S'agissant des instances de suivi et de pilotage, j'estime qu'à côté du COR, instance très importante du fait de son travail technique, il est nécessaire de mettre en place une « maison commune » des retraites. Elle devrait, de mon point de vue, associer les partenaires sociaux et les gestionnaires de l'ensemble des régimes de retraite, publics et privés, de base et complémentaires, et servir de cadre à des négociations sur l'évolution et la convergence des régimes. De tels sujets ne peuvent être laissés à des experts.

Lors de la création du FRR, on pensait qu'il permettrait d'accumuler des fonds très importants. Il n'en a rien été. Depuis 2004, les avoirs placés par le FRR ont produit un rendement annuel moyen de 1,8 % en termes réels. Son rapport n'est pas supérieur au coût de la dette publique. En réalité, le FRR n'aura servi à rien. C'est une opération blanche et il aurait été aussi simple d'affecter les ressources destinées au FRR aux besoins de financement immédiats des régimes.

Debut de section - Permalien
Catherine Mills, maître de conférences en sciences économiques à l'université Paris 1 Panthéon-Sorbonne

Les questions démontrent qu'il y a véritablement nécessité d'un débat, et d'un temps suffisant pour le conduire. Pourquoi une telle précipitation dans cette réforme ? Cessons de considérer l'allongement de la durée de vie uniquement comme un problème.
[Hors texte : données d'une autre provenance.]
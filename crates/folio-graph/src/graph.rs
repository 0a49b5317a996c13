//! The dependency graph provider interface.

use rustc_hash::FxHashSet;

use crate::error::Result;
use crate::module_id::ModuleId;

/// Source of module reachability, usually backed by an external bundler's graph.
///
/// Implementations must be safe to share across threads: isolated pages are
/// planned in parallel against the same provider.
pub trait DependencyGraph: Send + Sync {
    /// Every module reachable from `entry`, including `entry` itself.
    fn reachable_modules(&self, entry: &ModuleId) -> Result<FxHashSet<ModuleId>>;
}
//! In-memory ModuleGraph implementation.
//!
//! HashMap-based adjacency storage with forward and reverse edges.

use std::sync::Arc;

use parking_lot::RwLock;
use rustc_hash::{FxHashMap, FxHashSet};

use crate::error::{GraphError, Result};
use crate::graph::DependencyGraph;
use crate::module_id::ModuleId;

#[derive(Debug, Default)]
struct GraphInner {
    modules: FxHashSet<ModuleId>,
    dependencies: FxHashMap<ModuleId, FxHashSet<ModuleId>>,
    dependents: FxHashMap<ModuleId, FxHashSet<ModuleId>>,
}

/// Thread-safe in-memory dependency graph.
#[derive(Debug, Clone, Default)]
pub struct ModuleGraph {
    inner: Arc<RwLock<GraphInner>>,
}

impl ModuleGraph {
    pub fn new() -> Self {
        Self::default()
    }

    /// Add a module without edges. Adding an existing module is a no-op.
    pub fn add_module(&self, id: ModuleId) {
        self.inner.write().modules.insert(id);
    }

    /// Add a dependency edge, creating forward and reverse mappings.
    ///
    /// Both endpoints are added as modules.
    pub fn add_dependency(&self, from: ModuleId, to: ModuleId) {
        let mut inner = self.inner.write();

        inner.modules.insert(from.clone());
        inner.modules.insert(to.clone());

        // HashSet prevents duplicate edges
        inner
            .dependencies
            .entry(from.clone())
            .or_default()
            .insert(to.clone());
        inner.dependents.entry(to).or_default().insert(from);
    }

    /// Add multiple dependencies from a single module.
    pub fn add_dependencies<I>(&self, from: ModuleId, targets: I)
    where
        I: IntoIterator<Item = ModuleId>,
    {
        self.add_module(from.clone());
        for target in targets {
            self.add_dependency(from.clone(), target);
        }
    }

    pub fn contains(&self, id: &ModuleId) -> bool {
        self.inner.read().modules.contains(id)
    }

    pub fn len(&self) -> usize {
        self.inner.read().modules.len()
    }

    pub fn is_empty(&self) -> bool {
        self.inner.read().modules.is_empty()
    }

    /// All modules, sorted.
    pub fn modules(&self) -> Vec<ModuleId> {
        let mut modules: Vec<_> = self.inner.read().modules.iter().cloned().collect();
        modules.sort();
        modules
    }

    /// Direct dependencies of `id`, sorted.
    pub fn dependencies(&self, id: &ModuleId) -> Vec<ModuleId> {
        sorted(self.inner.read().dependencies.get(id))
    }

    /// Direct importers of `id`, sorted.
    pub fn dependents(&self, id: &ModuleId) -> Vec<ModuleId> {
        sorted(self.inner.read().dependents.get(id))
    }
}

impl DependencyGraph for ModuleGraph {
    fn reachable_modules(&self, entry: &ModuleId) -> Result<FxHashSet<ModuleId>> {
        let inner = self.inner.read();

        if !inner.modules.contains(entry) {
            return Err(GraphError::UnknownEntry { id: entry.clone() });
        }

        let mut visited = FxHashSet::default();
        let mut stack = vec![entry];
        while let Some(current) = stack.pop() {
            if !visited.insert(current.clone()) {
                continue;
            }
            if let Some(deps) = inner.dependencies.get(current) {
                stack.extend(deps.iter().filter(|dep| !visited.contains(*dep)));
            }
        }

        tracing::trace!(entry = %entry, reachable = visited.len(), "walked dependency graph");
        Ok(visited)
    }
}

fn sorted(set: Option<&FxHashSet<ModuleId>>) -> Vec<ModuleId> {
    let mut items: Vec<_> = set.into_iter().flatten().cloned().collect();
    items.sort();
    items
}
Pourquoi ériger en dogme intangible le principe posé en 2003 visant à affecter les deux tiers des gains d'espérance de vie à l'activité professionnelle et un tiers seulement à la retraite ? La retraite constitue un choix de société, un choix de civilisation. On ne peut la réduire à de simples équilibres comptables.

Comme en 2003 et en 2010, cette réforme est censée être la dernière. Mais comme les précédentes, elle conduira inéluctablement à réduire le niveau des pensions et de ce fait, elle jouera négativement sur le taux de croissance, entraînant de nouveaux problèmes de financement. Il faut sortir de cette logique. Notre système de retraites peut être pérennisé sans recourir à la capitalisation. Nous pouvons encore mobiliser les cotisations sociales, contrairement à ce dont on veut nous persuader.